The literal peace of Jerusalem is a powerful symbol of the challenge of a world of many faith communities. Does this multi-faith world mean that we have to slide into relativism, that anything goes? No, it certainly doesn’t. Does it mean there is no longer a claim to truth? No it doesn’t. It does mean that we have to take tolerance and secularism seriously.

 

Tolerance is a core Baptist principle: the freedom of all people, (for Baptists from the earliest days that includes "the Jew, the Mohammedan and the Turk") to follow their conscience and worship God according to their own conscience.

 

Secularism itself grows out of a religious belief and is based in religious belief, not the rejection of religious belief. As the theologian Oliver ODonovan writes:

 

Secularity itself requires belief: Secularity is a stance of patience in the face of plurality, made sense of by an eschatological hope.

(O’Donovan, Oliver: Common Objects of Love p.69)

"’Secularity’ is irreducibly an eschatological notion; it requires an eschatological faith to sustain, a belief in a disclosure that is "not yet" but is absolutely presupposed as the inner meaning of what we know already… [T]he virtue that undergirds all secular politics is an expectant patience."

(O’Donovan, Oliver: Common Objects of Love" p.42)

 

To pray for the peace of Jerusalem we can pray for victory, or we can pray for a peace grounded in both toleration and that secularism which is confident of the truth we know already but patiently waits for the revelation of God’s vindication of that truth.

 

Jerusalem as a symbol of the people of God

But Jerusalem is not only the city where the hopes and the histories of three great faiths collide, it is also the symbol of the people of God, the new Israel. Jerusalem is a powerful symbol and it can be read many ways – a symbol of the Jews and God’s judgment on Israel (almost surely this sense that invoked in Luke 19). It can be a symbol of the heavenly city – the transformed future of the world as we find in the end of Revelation. Or it can be a metaphor for the church, such as we find in phrases like ‘being at ease in Zion’. Sometimes it’s easy for us to think about the bigger scale of the symbol – about world religions and other faiths: we don’t have to live with them, or attend assemblies with them.

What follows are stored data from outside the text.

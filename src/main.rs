// Allow common clippy pedantic lints
#![allow(clippy::cast_possible_truncation)]
#![allow(clippy::cast_sign_loss)]
#![allow(clippy::cast_lossless)]
#![allow(clippy::too_many_lines)]
#![allow(clippy::ref_option)]
#![allow(clippy::unused_self)]
#![allow(clippy::struct_excessive_bools)]
#![allow(clippy::must_use_candidate)]
#![allow(clippy::items_after_statements)]
#![allow(clippy::unnecessary_wraps)]
#![allow(clippy::match_same_arms)]
#![allow(clippy::match_wildcard_for_single_variants)]
#![allow(clippy::needless_pass_by_value)]
#![allow(clippy::unused_async)]

//! fetchsink CLI
//!
//! Command-line interface for fetch jobs and stored queries

use clap::Parser;
use fetchsink::cli::{describe_error, Cli, Runner};
use tracing::warn;

#[tokio::main]
async fn main() {
    let cli = Cli::parse();

    // Initialize logging
    let level = if cli.verbose {
        tracing::Level::DEBUG
    } else {
        tracing::Level::INFO
    };
    tracing_subscriber::fmt()
        .with_env_filter(
            tracing_subscriber::EnvFilter::from_default_env().add_directive(level.into()),
        )
        .with_writer(std::io::stderr)
        .init();

    let runner = Runner::new(cli);

    let cancel = runner.cancellation_token();
    tokio::spawn(async move {
        if tokio::signal::ctrl_c().await.is_ok() {
            warn!("Interrupted, cancelling");
            cancel.cancel();
        }
    });

    if let Err(e) = runner.run().await {
        eprintln!("Error: {}", describe_error(&e));
        std::process::exit(1);
    }
}
//! Cursor-following page walker

use super::types::{Page, PageShape, ResultSet};
use crate::error::Result;
use crate::http::{Request, RetryingTransport, Transport, Validation, Validator};
use tracing::{debug, info};

/// Drives a [`RetryingTransport`] across cursor-paginated responses
pub struct PageWalker<'a, T> {
    transport: &'a RetryingTransport<T>,
    shape: &'a PageShape,
    validator: Validator,
}

impl<'a, T: Transport> PageWalker<'a, T> {
    /// Create a walker
    pub fn new(transport: &'a RetryingTransport<T>, shape: &'a PageShape) -> Self {
        Self {
            transport,
            shape,
            validator: Validator::accept_all(),
        }
    }

    /// Validate every page body with `validator`
    #[must_use]
    pub fn with_validator(mut self, validator: Validator) -> Self {
        self.validator = validator;
        self
    }

    /// Fetch pages until the cursor runs out or `max_pages` is reached
    ///
    /// The first page is always fetched and kept, even when it is empty;
    /// `max_pages` below one is treated as one. Any transport error aborts
    /// the walk and the partial result is dropped.
    pub async fn walk<F>(&self, build_request: F, max_pages: u32) -> Result<ResultSet>
    where
        F: Fn() -> Request,
    {
        let max_pages = max_pages.max(1) as usize;
        let validator = self.validator.clone().and(shape_check(self.shape));
        let mut results = ResultSet::new();
        let mut cursor: Option<String> = None;

        loop {
            let request = match cursor.as_deref() {
                None => build_request(),
                Some(token) => build_request().with_param(&self.shape.cursor_param, token),
            };

            let body = self.transport.send(&request, &validator).await?;
            let page = Page::parse(body, self.shape)?;
            cursor = page.cursor.clone();

            info!(
                page = results.len() + 1,
                records = page.records.len(),
                has_more = cursor.is_some(),
                "Fetched page"
            );
            results.push(page);

            if cursor.is_none() {
                break;
            }
            if results.len() >= max_pages {
                debug!("Reached page limit ({max_pages}), ignoring remaining cursor");
                break;
            }
        }

        Ok(results)
    }
}

/// Reject bodies that do not parse under `shape` so they are retried
fn shape_check(shape: &PageShape) -> Validator {
    let shape = shape.clone();
    Validator::new(move |body: &str| match Page::parse(body.to_string(), &shape) {
        Ok(_) => Validation::Valid,
        Err(e) => Validation::Invalid(e.to_string()),
    })
}
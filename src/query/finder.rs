//! Query finders
//!
//! A finder turns a query file into query text. `.sql` files are read and
//! their `{{ name }}` placeholders filled from the parameters; `.py` files are
//! run with the parameters as JSON on stdin and print the query on stdout.

use super::types::{QueryKind, QueryParams};
use crate::error::{Error, Result};
use regex::Regex;
use serde_json::Value;
use std::io::Write;
use std::path::Path;
use std::process::{Command, Stdio};
use std::sync::LazyLock;
use tracing::debug;

/// Regex for query placeholders: {{ name }}
static PARAM_REGEX: LazyLock<Regex> =
    LazyLock::new(|| Regex::new(r"\{\{\s*([a-zA-Z_][a-zA-Z0-9_]*)\s*\}\}").unwrap());

/// Produces query text from a file
pub trait QueryFinder: Send + Sync {
    /// Build the query in `path` with `params`
    fn find(&self, path: &Path, params: &QueryParams) -> Result<String>;
}

/// Reads `.sql` files
#[derive(Debug, Clone, Copy, Default)]
pub struct SqlFinder;

impl QueryFinder for SqlFinder {
    fn find(&self, path: &Path, params: &QueryParams) -> Result<String> {
        let template = std::fs::read_to_string(path)?;
        render_params(&template, params)
    }
}

/// Runs `.py` files and captures the printed query
#[derive(Debug, Clone)]
pub struct ScriptFinder {
    interpreter: String,
}

impl Default for ScriptFinder {
    fn default() -> Self {
        Self {
            interpreter: "python3".to_string(),
        }
    }
}

impl ScriptFinder {
    /// Run scripts with `interpreter` instead of `python3`
    pub fn with_interpreter(interpreter: impl Into<String>) -> Self {
        Self {
            interpreter: interpreter.into(),
        }
    }
}

impl QueryFinder for ScriptFinder {
    fn find(&self, path: &Path, params: &QueryParams) -> Result<String> {
        debug!("Running {} {}", self.interpreter, path.display());

        let mut child = Command::new(&self.interpreter)
            .arg(path)
            .stdin(Stdio::piped())
            .stdout(Stdio::piped())
            .stderr(Stdio::piped())
            .spawn()
            .map_err(|e| Error::query(format!("Failed to run {}: {e}", self.interpreter)))?;

        if let Some(mut stdin) = child.stdin.take() {
            serde_json::to_writer(&mut stdin, params)?;
            stdin.write_all(b"\n")?;
        }

        let output = child.wait_with_output()?;
        if !output.status.success() {
            return Err(Error::query(format!(
                "{} exited with {}: {}",
                path.display(),
                output.status,
                String::from_utf8_lossy(&output.stderr).trim()
            )));
        }

        let query = String::from_utf8_lossy(&output.stdout).trim().to_string();
        if query.is_empty() {
            return Err(Error::query(format!(
                "{} printed no query",
                path.display()
            )));
        }
        Ok(query)
    }
}

/// Check `path` and pick its finder
///
/// A missing file is reported before an unsupported extension.
pub fn finder_for(path: &Path) -> Result<Box<dyn QueryFinder>> {
    if !path.is_file() {
        return Err(Error::file_not_found(path.display().to_string()));
    }

    Ok(match QueryKind::from_path(path)? {
        QueryKind::Sql => Box::new(SqlFinder),
        QueryKind::Script => Box::new(ScriptFinder::default()),
    })
}

/// Replace `{{ name }}` placeholders with parameter values
///
/// Strings are inserted as-is, other values as JSON. Every placeholder must
/// have a parameter.
pub fn render_params(template: &str, params: &QueryParams) -> Result<String> {
    let mut missing = Vec::new();

    let rendered = PARAM_REGEX.replace_all(template, |caps: &regex::Captures<'_>| {
        let name = &caps[1];
        match params.get(name) {
            Some(Value::String(s)) => s.clone(),
            Some(Value::Null) => "NULL".to_string(),
            Some(other) => other.to_string(),
            None => {
                missing.push(name.to_string());
                caps[0].to_string()
            }
        }
    });

    if missing.is_empty() {
        Ok(rendered.into_owned())
    } else {
        Err(Error::query(format!(
            "Missing query parameters: {}",
            missing.join(", ")
        )))
    }
}
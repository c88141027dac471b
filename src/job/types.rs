//! Job types

use serde::Serialize;
use std::path::{Path, PathBuf};
use std::time::Duration;
use tracing::{debug, warn};

/// Outcome of a successful job run
#[derive(Debug, Clone, PartialEq, Eq, Serialize)]
pub struct JobReport {
    /// Pages fetched
    pub pages: usize,
    /// Rows written to the output file
    pub rows: usize,
    /// Local filename that was written and removed
    pub output: String,
    /// Location reported by the sink
    pub stored_at: String,
    /// Wall-clock time of the run
    #[serde(serialize_with = "serialize_millis")]
    pub elapsed: Duration,
}

fn serialize_millis<S: serde::Serializer>(d: &Duration, s: S) -> Result<S::Ok, S::Error> {
    s.serialize_u64(d.as_millis() as u64)
}

/// Local output file that is removed when dropped
///
/// Created before the file is written so that every exit path after that
/// point, errors and panics included, leaves nothing behind.
#[derive(Debug)]
pub struct LocalArtifact {
    path: PathBuf,
}

impl LocalArtifact {
    /// Take ownership of `path`
    pub fn new(path: impl Into<PathBuf>) -> Self {
        Self { path: path.into() }
    }

    /// Path of the artifact
    pub fn path(&self) -> &Path {
        &self.path
    }
}

impl Drop for LocalArtifact {
    fn drop(&mut self) {
        match std::fs::remove_file(&self.path) {
            Ok(()) => debug!("Removed {}", self.path.display()),
            Err(e) if e.kind() == std::io::ErrorKind::NotFound => {}
            Err(e) => warn!("Failed to remove {}: {e}", self.path.display()),
        }
    }
}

But a person’s enemies can be the members of their own household!

 

Praying for the peace of Jerusalem can also mean praying for peace among the people of God. And that can be an ask! Sometimes the household of faith has to live with different and sometimes incompatible theologies. Let me suggest just three examples of arguments within the Christian fold:

 

1. Creationism – a global battleground in evangelical circles

2. Sexuality – site of deep disruption within global Anglicanism and the Uniting Church in Australia.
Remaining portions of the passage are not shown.